YOUR INSTRUCTIONS
Look through the data below, and copy each line that carries the word "super".

INPUT

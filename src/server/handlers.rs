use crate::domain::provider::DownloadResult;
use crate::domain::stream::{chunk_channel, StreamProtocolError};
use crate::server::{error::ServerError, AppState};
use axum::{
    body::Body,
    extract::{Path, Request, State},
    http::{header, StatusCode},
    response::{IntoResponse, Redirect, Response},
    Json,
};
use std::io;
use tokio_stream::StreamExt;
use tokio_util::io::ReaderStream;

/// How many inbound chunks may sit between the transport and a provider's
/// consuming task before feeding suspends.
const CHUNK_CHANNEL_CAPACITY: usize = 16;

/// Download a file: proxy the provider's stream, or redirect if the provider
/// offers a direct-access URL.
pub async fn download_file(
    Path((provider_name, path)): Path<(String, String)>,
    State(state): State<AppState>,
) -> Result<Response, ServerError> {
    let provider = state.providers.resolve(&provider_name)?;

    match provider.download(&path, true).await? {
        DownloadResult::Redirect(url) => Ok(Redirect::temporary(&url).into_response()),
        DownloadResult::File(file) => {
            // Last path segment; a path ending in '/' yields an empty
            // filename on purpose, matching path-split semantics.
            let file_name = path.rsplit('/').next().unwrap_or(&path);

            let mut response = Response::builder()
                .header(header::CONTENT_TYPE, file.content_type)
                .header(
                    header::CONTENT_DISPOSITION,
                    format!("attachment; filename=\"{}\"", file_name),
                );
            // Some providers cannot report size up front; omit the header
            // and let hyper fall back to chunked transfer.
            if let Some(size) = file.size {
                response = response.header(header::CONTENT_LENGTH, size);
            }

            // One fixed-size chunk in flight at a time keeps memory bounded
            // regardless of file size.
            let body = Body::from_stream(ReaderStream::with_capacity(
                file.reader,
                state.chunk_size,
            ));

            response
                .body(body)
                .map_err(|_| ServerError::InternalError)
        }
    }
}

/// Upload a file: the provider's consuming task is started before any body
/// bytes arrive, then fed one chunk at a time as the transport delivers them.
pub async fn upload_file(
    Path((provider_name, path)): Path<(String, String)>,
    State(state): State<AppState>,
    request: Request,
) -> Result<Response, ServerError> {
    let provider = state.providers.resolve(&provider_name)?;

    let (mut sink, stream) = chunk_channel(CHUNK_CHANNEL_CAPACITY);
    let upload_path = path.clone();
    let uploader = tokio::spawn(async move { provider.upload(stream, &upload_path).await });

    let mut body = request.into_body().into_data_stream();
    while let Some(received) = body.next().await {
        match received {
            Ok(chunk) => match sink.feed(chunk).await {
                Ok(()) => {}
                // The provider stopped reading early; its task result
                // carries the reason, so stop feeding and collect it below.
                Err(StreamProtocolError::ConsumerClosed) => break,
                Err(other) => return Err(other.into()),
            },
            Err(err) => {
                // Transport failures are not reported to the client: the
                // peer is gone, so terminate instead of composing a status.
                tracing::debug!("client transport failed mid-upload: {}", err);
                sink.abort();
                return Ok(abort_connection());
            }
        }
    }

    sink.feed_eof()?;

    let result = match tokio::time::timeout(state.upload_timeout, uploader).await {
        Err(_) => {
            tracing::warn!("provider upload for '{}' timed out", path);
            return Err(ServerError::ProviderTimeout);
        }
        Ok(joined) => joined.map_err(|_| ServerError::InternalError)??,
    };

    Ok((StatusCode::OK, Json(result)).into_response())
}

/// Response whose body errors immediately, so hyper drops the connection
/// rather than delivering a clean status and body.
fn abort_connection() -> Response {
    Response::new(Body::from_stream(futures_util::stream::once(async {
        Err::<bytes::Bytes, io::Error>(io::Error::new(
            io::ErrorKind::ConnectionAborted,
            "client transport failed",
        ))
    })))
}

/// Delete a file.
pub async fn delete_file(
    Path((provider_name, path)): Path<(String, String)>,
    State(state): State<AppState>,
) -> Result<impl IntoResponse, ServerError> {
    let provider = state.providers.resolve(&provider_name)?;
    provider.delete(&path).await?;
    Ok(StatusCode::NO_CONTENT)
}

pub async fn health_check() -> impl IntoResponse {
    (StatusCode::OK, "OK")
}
* * *
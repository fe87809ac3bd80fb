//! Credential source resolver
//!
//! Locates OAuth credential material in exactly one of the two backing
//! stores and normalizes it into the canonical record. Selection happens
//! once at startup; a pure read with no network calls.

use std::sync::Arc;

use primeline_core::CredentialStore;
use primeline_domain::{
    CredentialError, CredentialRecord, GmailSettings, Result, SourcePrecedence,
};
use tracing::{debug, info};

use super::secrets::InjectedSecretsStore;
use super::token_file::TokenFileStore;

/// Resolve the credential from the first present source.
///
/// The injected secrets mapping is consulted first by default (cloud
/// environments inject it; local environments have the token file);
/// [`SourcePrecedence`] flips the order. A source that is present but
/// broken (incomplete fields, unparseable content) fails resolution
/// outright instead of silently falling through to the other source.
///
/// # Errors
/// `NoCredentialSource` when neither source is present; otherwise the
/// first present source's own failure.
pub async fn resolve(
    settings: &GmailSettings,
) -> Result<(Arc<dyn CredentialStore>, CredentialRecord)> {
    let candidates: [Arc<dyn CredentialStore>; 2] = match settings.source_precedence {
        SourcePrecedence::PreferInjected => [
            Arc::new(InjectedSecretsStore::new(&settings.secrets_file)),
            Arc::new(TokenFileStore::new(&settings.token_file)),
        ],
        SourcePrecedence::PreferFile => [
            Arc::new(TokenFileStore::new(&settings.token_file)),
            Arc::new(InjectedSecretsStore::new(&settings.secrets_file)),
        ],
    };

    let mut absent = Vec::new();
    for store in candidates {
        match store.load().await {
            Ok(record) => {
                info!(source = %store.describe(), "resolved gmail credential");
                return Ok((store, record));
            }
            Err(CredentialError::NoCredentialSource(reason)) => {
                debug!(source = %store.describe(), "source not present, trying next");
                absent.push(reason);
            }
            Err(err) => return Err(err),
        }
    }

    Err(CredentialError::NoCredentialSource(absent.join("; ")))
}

TASK OUTPUT
use super::secrets::InjectedSecretsStore;
use super::token_file::TokenFileStore;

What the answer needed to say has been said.